▶ The data:
__________________________________________________

// Task Domain Model
//
// Tasks are created and advanced by the server. The client only observes them.

use chrono::{DateTime, Utc};
use serde::{Deserialize, Serialize};

/// Task uid, assigned by the server in enqueue order
pub type TaskUid = i64;

/// Task status
///
/// `Enqueued` and `Processing` are transient; the other three are terminal and
/// never change once reached.
#[derive(Debug, Clone, Copy, PartialEq, Eq, Hash, Serialize, Deserialize)]
#[serde(rename_all = "camelCase")]
pub enum TaskStatus {
    Enqueued,
    Processing,
    Succeeded,
    Failed,
    Canceled,
}

impl TaskStatus {
    pub fn is_terminal(self) -> bool {
        matches!(
            self,
            TaskStatus::Succeeded | TaskStatus::Failed | TaskStatus::Canceled
        )
    }

    pub fn as_str(self) -> &'static str {
        match self {
            TaskStatus::Enqueued => "enqueued",
            TaskStatus::Processing => "processing",
            TaskStatus::Succeeded => "succeeded",
            TaskStatus::Failed => "failed",
            TaskStatus::Canceled => "canceled",
        }
    }
}

impl std::fmt::Display for TaskStatus {
    fn fmt(&self, f: &mut std::fmt::Formatter<'_>) -> std::fmt::Result {
        f.write_str(self.as_str())
    }
}

/// Operation kind of a task
#[derive(Debug, Clone, Copy, PartialEq, Eq, Hash, Serialize, Deserialize)]
#[serde(rename_all = "camelCase")]
pub enum TaskType {
    IndexCreation,
    IndexUpdate,
    IndexDeletion,
    IndexSwap,
    DocumentAdditionOrUpdate,
    DocumentDeletion,
    SettingsUpdate,
    DumpCreation,
    TaskCancelation,
    TaskDeletion,
    SnapshotCreation,
    /// Kinds added by newer servers
    #[serde(other)]
    Unknown,
}

impl TaskType {
    pub fn as_str(self) -> &'static str {
        match self {
            TaskType::IndexCreation => "indexCreation",
            TaskType::IndexUpdate => "indexUpdate",
            TaskType::IndexDeletion => "indexDeletion",
            TaskType::IndexSwap => "indexSwap",
            TaskType::DocumentAdditionOrUpdate => "documentAdditionOrUpdate",
            TaskType::DocumentDeletion => "documentDeletion",
            TaskType::SettingsUpdate => "settingsUpdate",
            TaskType::DumpCreation => "dumpCreation",
            TaskType::TaskCancelation => "taskCancelation",
            TaskType::TaskDeletion => "taskDeletion",
            TaskType::SnapshotCreation => "snapshotCreation",
            TaskType::Unknown => "unknown",
        }
    }
}

impl std::fmt::Display for TaskType {
    fn fmt(&self, f: &mut std::fmt::Formatter<'_>) -> std::fmt::Result {
        f.write_str(self.as_str())
    }
}

/// Operation-specific counters, present once processing has begun
#[derive(Debug, Clone, Default, PartialEq, Serialize, Deserialize)]
#[serde(rename_all = "camelCase")]
pub struct TaskDetails {
    #[serde(default, skip_serializing_if = "Option::is_none")]
    pub received_documents: Option<i64>,
    #[serde(default, skip_serializing_if = "Option::is_none")]
    pub indexed_documents: Option<i64>,
    #[serde(default, skip_serializing_if = "Option::is_none")]
    pub deleted_documents: Option<i64>,
    #[serde(default, skip_serializing_if = "Option::is_none")]
    pub provided_ids: Option<i64>,
    #[serde(default, skip_serializing_if = "Option::is_none")]
    pub primary_key: Option<String>,
    #[serde(default, skip_serializing_if = "Option::is_none")]
    pub filterable_attributes: Option<Vec<String>>,
    #[serde(default, skip_serializing_if = "Option::is_none")]
    pub sortable_attributes: Option<Vec<String>>,
    #[serde(default, skip_serializing_if = "Option::is_none")]
    pub dump_uid: Option<String>,
}

/// Error reported by a task that ended in `failed`
#[derive(Debug, Clone, PartialEq, Eq, Serialize, Deserialize)]
pub struct TaskError {
    pub message: String,
    pub code: String,
    #[serde(rename = "type")]
    pub error_type: String,
    #[serde(default)]
    pub link: String,
}

/// Task as returned by `GET /tasks/{uid}`
#[derive(Debug, Clone, PartialEq, Serialize, Deserialize)]
#[serde(rename_all = "camelCase")]
pub struct Task {
    pub uid: TaskUid,
    #[serde(default)]
    pub index_uid: Option<String>,
    pub status: TaskStatus,
    #[serde(rename = "type")]
    pub task_type: TaskType,
    #[serde(default)]
    pub details: Option<TaskDetails>,
    #[serde(default)]
    pub error: Option<TaskError>,
    #[serde(default)]
    pub duration: Option<String>,
    pub enqueued_at: DateTime<Utc>,
    #[serde(default)]
    pub started_at: Option<DateTime<Utc>>,
    #[serde(default)]
    pub finished_at: Option<DateTime<Utc>>,
}

impl Task {
    pub fn is_terminal(&self) -> bool {
        self.status.is_terminal()
    }

    pub fn is_success(&self) -> bool {
        self.status == TaskStatus::Succeeded
    }
}

/// Descriptor returned immediately by every mutating call
#[derive(Debug, Clone, PartialEq, Serialize, Deserialize)]
#[serde(rename_all = "camelCase")]
pub struct TaskInfo {
    pub task_uid: TaskUid,
    #[serde(default)]
    pub index_uid: Option<String>,
    pub status: TaskStatus,
    #[serde(rename = "type")]
    pub task_type: TaskType,
    pub enqueued_at: DateTime<Utc>,
}

/// Filters for `GET /tasks`
#[derive(Debug, Clone, Default, PartialEq, Eq)]
pub struct TasksQuery {
    pub limit: Option<i64>,
    pub from: Option<i64>,
    pub index_uids: Vec<String>,
    pub statuses: Vec<TaskStatus>,
    pub types: Vec<TaskType>,
}

impl TasksQuery {
    pub fn new() -> Self {
        Self::default()
    }

    pub fn with_limit(mut self, limit: i64) -> Self {
        self.limit = Some(limit);
        self
    }

    pub fn with_from(mut self, from: i64) -> Self {
        self.from = Some(from);
        self
    }

    pub fn with_index_uids<I, S>(mut self, uids: I) -> Self
    where
        I: IntoIterator<Item = S>,
        S: Into<String>,
    {
        self.index_uids = uids.into_iter().map(Into::into).collect();
        self
    }

    pub fn with_statuses(mut self, statuses: impl IntoIterator<Item = TaskStatus>) -> Self {
        self.statuses = statuses.into_iter().collect();
        self
    }

    /// Render as query-string pairs (lists are comma-joined)
    pub fn to_query_pairs(&self) -> Vec<(String, String)> {
        let mut pairs = Vec::new();
        if let Some(limit) = self.limit {
            pairs.push(("limit".to_string(), limit.to_string()));
        }
        if let Some(from) = self.from {
            pairs.push(("from".to_string(), from.to_string()));
        }
        if !self.index_uids.is_empty() {
            pairs.push(("indexUids".to_string(), self.index_uids.join(",")));
        }
        if !self.statuses.is_empty() {
            let joined: Vec<&str> = self.statuses.iter().map(|s| s.as_str()).collect();
            pairs.push(("statuses".to_string(), joined.join(",")));
        }
        if !self.types.is_empty() {
            let joined: Vec<&str> = self.types.iter().map(|t| t.as_str()).collect();
            pairs.push(("types".to_string(), joined.join(",")));
        }
        pairs
    }
}

/// Page of tasks
#[derive(Debug, Clone, PartialEq, Deserialize)]
pub struct TasksResults {
    pub results: Vec<Task>,
    pub limit: i64,
    #[serde(default)]
    pub from: Option<i64>,
    #[serde(default)]
    pub next: Option<i64>,
}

__________________________________________________

▶ Your assignment: Each entry above is to be copied out exactly as written.

▶ Output for this exercise:
// Task Domain Model
//
// Tasks are created and advanced by the server. The client only observes them.

use chrono::{DateTime, Utc};
use serde::{Deserialize, Serialize};

/// Task uid, assigned by the server in enqueue order
pub type TaskUid = i64;

/// Task status
///
/// `Enqueued` and `Processing` are transient; the other three are terminal and
/// never change once reached.
#[derive(Debug, Clone, Copy, PartialEq, Eq, Hash, Serialize, Deserialize)]
#[serde(rename_all = "camelCase")]
pub enum TaskStatus {
    Enqueued,
    Processing,
    Succeeded,
    Failed,
    Canceled,
}

impl TaskStatus {
    pub fn is_terminal(self) -> bool {
        matches!(
            self,
            TaskStatus::Succeeded | TaskStatus::Failed | TaskStatus::Canceled
        )
    }

    pub fn as_str(self) -> &'static str {
        match self {
            TaskStatus::Enqueued => "enqueued",
            TaskStatus::Processing => "processing",
            TaskStatus::Succeeded => "succeeded",
            TaskStatus::Failed => "failed",
            TaskStatus::Canceled => "canceled",
        }
    }
}

impl std::fmt::Display for TaskStatus {
    fn fmt(&self, f: &mut std::fmt::Formatter<'_>) -> std::fmt::Result {
        f.write_str(self.as_str())
    }
}

/// Operation kind of a task
#[derive(Debug, Clone, Copy, PartialEq, Eq, Hash, Serialize, Deserialize)]
#[serde(rename_all = "camelCase")]
pub enum TaskType {
    IndexCreation,
    IndexUpdate,
    IndexDeletion,
    IndexSwap,
    DocumentAdditionOrUpdate,
    DocumentDeletion,
    SettingsUpdate,
    DumpCreation,
    TaskCancelation,
    TaskDeletion,
    SnapshotCreation,
    /// Kinds added by newer servers
    #[serde(other)]
    Unknown,
}

impl TaskType {
    pub fn as_str(self) -> &'static str {
        match self {
            TaskType::IndexCreation => "indexCreation",
            TaskType::IndexUpdate => "indexUpdate",
            TaskType::IndexDeletion => "indexDeletion",
            TaskType::IndexSwap => "indexSwap",
            TaskType::DocumentAdditionOrUpdate => "documentAdditionOrUpdate",
            TaskType::DocumentDeletion => "documentDeletion",
            TaskType::SettingsUpdate => "settingsUpdate",
            TaskType::DumpCreation => "dumpCreation",
            TaskType::TaskCancelation => "taskCancelation",
            TaskType::TaskDeletion => "taskDeletion",
            TaskType::SnapshotCreation => "snapshotCreation",
            TaskType::Unknown => "unknown",
        }
    }
}

impl std::fmt::Display for TaskType {
    fn fmt(&self, f: &mut std::fmt::Formatter<'_>) -> std::fmt::Result {
        f.write_str(self.as_str())
    }
}

/// Operation-specific counters, present once processing has begun
#[derive(Debug, Clone, Default, PartialEq, Serialize, Deserialize)]
#[serde(rename_all = "camelCase")]
pub struct TaskDetails {
    #[serde(default, skip_serializing_if = "Option::is_none")]
    pub received_documents: Option<i64>,
    #[serde(default, skip_serializing_if = "Option::is_none")]
    pub indexed_documents: Option<i64>,
    #[serde(default, skip_serializing_if = "Option::is_none")]
    pub deleted_documents: Option<i64>,
    #[serde(default, skip_serializing_if = "Option::is_none")]
    pub provided_ids: Option<i64>,
    #[serde(default, skip_serializing_if = "Option::is_none")]
    pub primary_key: Option<String>,
    #[serde(default, skip_serializing_if = "Option::is_none")]
    pub filterable_attributes: Option<Vec<String>>,
    #[serde(default, skip_serializing_if = "Option::is_none")]
    pub sortable_attributes: Option<Vec<String>>,
    #[serde(default, skip_serializing_if = "Option::is_none")]
    pub dump_uid: Option<String>,
}

/// Error reported by a task that ended in `failed`
#[derive(Debug, Clone, PartialEq, Eq, Serialize, Deserialize)]
pub struct TaskError {
    pub message: String,
    pub code: String,
    #[serde(rename = "type")]
    pub error_type: String,
    #[serde(default)]
    pub link: String,
}

/// Task as returned by `GET /tasks/{uid}`
#[derive(Debug, Clone, PartialEq, Serialize, Deserialize)]
#[serde(rename_all = "camelCase")]
pub struct Task {
    pub uid: TaskUid,
    #[serde(default)]
    pub index_uid: Option<String>,
    pub status: TaskStatus,
    #[serde(rename = "type")]
    pub task_type: TaskType,
    #[serde(default)]
    pub details: Option<TaskDetails>,
    #[serde(default)]
    pub error: Option<TaskError>,
    #[serde(default)]
    pub duration: Option<String>,
    pub enqueued_at: DateTime<Utc>,
    #[serde(default)]
    pub started_at: Option<DateTime<Utc>>,
    #[serde(default)]
    pub finished_at: Option<DateTime<Utc>>,
}

impl Task {
    pub fn is_terminal(&self) -> bool {
        self.status.is_terminal()
    }

    pub fn is_success(&self) -> bool {
        self.status == TaskStatus::Succeeded
    }
}

/// Descriptor returned immediately by every mutating call
#[derive(Debug, Clone, PartialEq, Serialize, Deserialize)]
#[serde(rename_all = "camelCase")]
pub struct TaskInfo {
    pub task_uid: TaskUid,
    #[serde(default)]
    pub index_uid: Option<String>,
    pub status: TaskStatus,
    #[serde(rename = "type")]
    pub task_type: TaskType,
    pub enqueued_at: DateTime<Utc>,
}

/// Filters for `GET /tasks`
#[derive(Debug, Clone, Default, PartialEq, Eq)]
pub struct TasksQuery {
    pub limit: Option<i64>,
    pub from: Option<i64>,
    pub index_uids: Vec<String>,
    pub statuses: Vec<TaskStatus>,
    pub types: Vec<TaskType>,
}

impl TasksQuery {
    pub fn new() -> Self {
        Self::default()
    }

    pub fn with_limit(mut self, limit: i64) -> Self {
        self.limit = Some(limit);
        self
    }

    pub fn with_from(mut self, from: i64) -> Self {
        self.from = Some(from);
        self
    }

    pub fn with_index_uids<I, S>(mut self, uids: I) -> Self
    where
        I: IntoIterator<Item = S>,
        S: Into<String>,
    {
        self.index_uids = uids.into_iter().map(Into::into).collect();
        self
    }

    pub fn with_statuses(mut self, statuses: impl IntoIterator<Item = TaskStatus>) -> Self {
        self.statuses = statuses.into_iter().collect();
        self
    }

    /// Render as query-string pairs (lists are comma-joined)
    pub fn to_query_pairs(&self) -> Vec<(String, String)> {
        let mut pairs = Vec::new();
        if let Some(limit) = self.limit {
            pairs.push(("limit".to_string(), limit.to_string()));
        }
        if let Some(from) = self.from {
            pairs.push(("from".to_string(), from.to_string()));
        }
        if !self.index_uids.is_empty() {
            pairs.push(("indexUids".to_string(), self.index_uids.join(",")));
        }
        if !self.statuses.is_empty() {
            let joined: Vec<&str> = self.statuses.iter().map(|s| s.as_str()).collect();
            pairs.push(("statuses".to_string(), joined.join(",")));
        }
        if !self.types.is_empty() {
            let joined: Vec<&str> = self.types.iter().map(|t| t.as_str()).collect();
            pairs.push(("types".to_string(), joined.join(",")));
        }
        pairs
    }
}

/// Page of tasks
#[derive(Debug, Clone, PartialEq, Deserialize)]
pub struct TasksResults {
    pub results: Vec<Task>,
    pub limit: i64,
    #[serde(default)]
    pub from: Option<i64>,
    #[serde(default)]
    pub next: Option<i64>,
}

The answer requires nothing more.